When you reach the line that contains "self.refs.resize(shape.refs, Value::Nil);" in the data below, start reproducing lines exactly, and stop after the line that contains "let value = match".

Start of DATA FOR THIS TASK

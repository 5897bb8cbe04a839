//! Register frames.
//!
//! A frame holds one bank per value kind. Register indices are always
//! relative to a bank: `int[2]` and `ref[2]` are different slots.

use crate::error::{CoreError, CoreResult};
use crate::value::{Value, ValueType};
use serde::{Deserialize, Serialize};

/// Number of registers per bank
#[derive(Debug, Clone, Copy, Default, PartialEq, Eq, Hash, Serialize, Deserialize)]
pub struct FrameShape {
    /// Integer registers
    pub ints: usize,
    /// Float registers
    pub floats: usize,
    /// String registers
    pub strings: usize,
    /// Boolean registers
    pub booleans: usize,
    /// Reference registers
    pub refs: usize,
}

impl FrameShape {
    /// Empty shape
    #[must_use]
    pub const fn empty() -> Self {
        Self {
            ints: 0,
            floats: 0,
            strings: 0,
            booleans: 0,
            refs: 0,
        }
    }

    /// Size of one bank
    #[must_use]
    pub const fn count(&self, kind: ValueType) -> usize {
        match kind {
            ValueType::Int => self.ints,
            ValueType::Float => self.floats,
            ValueType::String => self.strings,
            ValueType::Boolean => self.booleans,
            ValueType::Ref => self.refs,
        }
    }

    /// Set the size of one bank
    #[must_use]
    pub const fn with(mut self, kind: ValueType, count: usize) -> Self {
        match kind {
            ValueType::Int => self.ints = count,
            ValueType::Float => self.floats = count,
            ValueType::String => self.strings = count,
            ValueType::Boolean => self.booleans = count,
            ValueType::Ref => self.refs = count,
        }
        self
    }

    /// Lay out a list of typed slots one after another per bank.
    ///
    /// Returns the shape needed to hold them and, for each slot, its index
    /// inside its bank.
    #[must_use]
    pub fn layout(types: &[ValueType]) -> (Self, Vec<usize>) {
        let mut shape = Self::empty();
        let mut indices = Vec::with_capacity(types.len());
        for kind in types {
            let next = shape.count(*kind);
            indices.push(next);
            shape = shape.with(*kind, next + 1);
        }
        (shape, indices)
    }
}

/// Typed register frame of one execution context
#[derive(Debug, Clone, Default, PartialEq, Serialize, Deserialize)]
pub struct RegisterFrame {
    ints: Vec<i64>,
    floats: Vec<f64>,
    strings: Vec<String>,
    booleans: Vec<bool>,
    refs: Vec<Value>,
}

impl RegisterFrame {
    /// Create a zeroed frame of the given shape
    #[must_use]
    pub fn with_shape(shape: &FrameShape) -> Self {
        Self {
            ints: vec![0; shape.ints],
            floats: vec![0.0; shape.floats],
            strings: vec![String::new(); shape.strings],
            booleans: vec![false; shape.booleans],
            refs: vec![Value::Nil; shape.refs],
        }
    }

    /// Current shape
    #[must_use]
    pub fn shape(&self) -> FrameShape {
        FrameShape {
            ints: self.ints.len(),
            floats: self.floats.len(),
            strings: self.strings.len(),
            booleans: self.booleans.len(),
            refs: self.refs.len(),
        }
    }

    /// Grow banks so that they hold at least `shape`
    pub fn ensure_shape(&mut self, shape: &FrameShape) {
        if self.ints.len() < shape.ints {
            self.ints.resize(shape.ints, 0);
        }
        if self.floats.len() < shape.floats {
            self.floats.resize(shape.floats, 0.0);
        }
        if self.strings.len() < shape.strings {
            self.strings.resize(shape.strings, String::new());
        }
        if self.booleans.len() < shape.booleans {
            self.booleans.resize(shape.booleans, false);
        }
        if self.refs.len() < shape.refs {
            self.refs.resize(shape.refs, Value::Nil);
        }
    }

    /// Read a register as a value
    ///
    /// # Errors
    ///
    /// Returns error if the index is outside the bank
    pub fn load(&self, kind: ValueType, index: usize) -> CoreResult<Value> {
        let value = match kind {
            ValueType::Int => self.ints.get(index).map(|v| Value::Int(*v)),
            ValueType::Float => self.floats.get(index).map(|v| Value::Float(*v)),
            ValueType::String => self.strings.get(index).map(|v| Value::String(v.clone())),
            ValueType::Boolean => self.booleans.get(index).map(|v| Value::Boolean(*v)),
            ValueType::Ref => self.refs.get(index).cloned(),
        };
        value.ok_or_else(|| self.out_of_range(kind, index))
    }

    /// Write a value into the register of its own kind
    ///
    /// # Errors
    ///
    /// Returns error if the index is outside the bank
    pub fn store(&mut self, index: usize, value: Value) -> CoreResult<()> {
        let kind = value.value_type();
        let len = self.shape().count(kind);
        if index >= len {
            return Err(self.out_of_range(kind, index));
        }
        match value {
            Value::Int(v) => self.ints[index] = v,
            Value::Float(v) => self.floats[index] = v,
            Value::String(v) => self.strings[index] = v,
            Value::Boolean(v) => self.booleans[index] = v,
            other => self.refs[index] = other,
        }
        Ok(())
    }

    /// Write a value after checking it against the declared type
    ///
    /// # Errors
    ///
    /// Returns error on kind mismatch or out-of-range index
    pub fn store_typed(&mut self, kind: ValueType, index: usize, value: Value) -> CoreResult<()> {
        if value.value_type() != kind {
            return Err(CoreError::TypeMismatch {
                expected: kind.to_string(),
                actual: value.value_type().to_string(),
            });
        }
        self.store(index, value)
    }

    /// Load values laid out per bank at `indices`
    ///
    /// # Errors
    ///
    /// Returns error if any index is outside its bank or the lists differ in length
    pub fn load_all(&self, types: &[ValueType], indices: &[usize]) -> CoreResult<Vec<Value>> {
        if types.len() != indices.len() {
            return Err(CoreError::ArityMismatch {
                expected: types.len(),
                actual: indices.len(),
            });
        }
        types
            .iter()
            .zip(indices)
            .map(|(kind, index)| self.load(*kind, *index))
            .collect()
    }

    /// Load arguments into the first registers of each bank, in order
    ///
    /// # Errors
    ///
    /// Returns error on arity or kind mismatch
    pub fn load_args(&mut self, types: &[ValueType], args: &[Value]) -> CoreResult<()> {
        if types.len() != args.len() {
            return Err(CoreError::ArityMismatch {
                expected: types.len(),
                actual: args.len(),
            });
        }
        let (shape, indices) = FrameShape::layout(types);
        self.ensure_shape(&shape);
        for ((kind, index), value) in types.iter().zip(indices).zip(args) {
            self.store_typed(*kind, index, value.clone())?;
        }
        Ok(())
    }

    /// Copy the first registers of each bank, as given by `shape`, from `source`
    pub fn merge_prefix(&mut self, source: &RegisterFrame, shape: &FrameShape) {
        let source_shape = source.shape();
        let limit = FrameShape {
            ints: shape.ints.min(source_shape.ints),
            floats: shape.floats.min(source_shape.floats),
            strings: shape.strings.min(source_shape.strings),
            booleans: shape.booleans.min(source_shape.booleans),
            refs: shape.refs.min(source_shape.refs),
        };
        self.ensure_shape(&limit);
        self.ints[..limit.ints].copy_from_slice(&source.ints[..limit.ints]);
        self.floats[..limit.floats].copy_from_slice(&source.floats[..limit.floats]);
        self.strings[..limit.strings].clone_from_slice(&source.strings[..limit.strings]);
        self.booleans[..limit.booleans].copy_from_slice(&source.booleans[..limit.booleans]);
        self.refs[..limit.refs].clone_from_slice(&source.refs[..limit.refs]);
    }

    /// Integer register shortcut
    #[must_use]
    pub fn int(&self, index: usize) -> Option<i64> {
        self.ints.get(index).copied()
    }

    /// Reference register shortcut
    #[must_use]
    pub fn reference(&self, index: usize) -> Option<&Value> {
        self.refs.get(index)
    }

    fn out_of_range(&self, kind: ValueType, index: usize) -> CoreError {
        CoreError::RegisterOutOfRange {
            bank: kind.name().to_string(),
            index,
            len: self.shape().count(kind),
        }
    }
}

End of DATA FOR THIS TASK

# [RESPONSE AREA]
            self.refs.resize(shape.refs, Value::Nil);
        }
    }

    /// Read a register as a value
    ///
    /// # Errors
    ///
    /// Returns error if the index is outside the bank
    pub fn load(&self, kind: ValueType, index: usize) -> CoreResult<Value> {
        let value = match kind {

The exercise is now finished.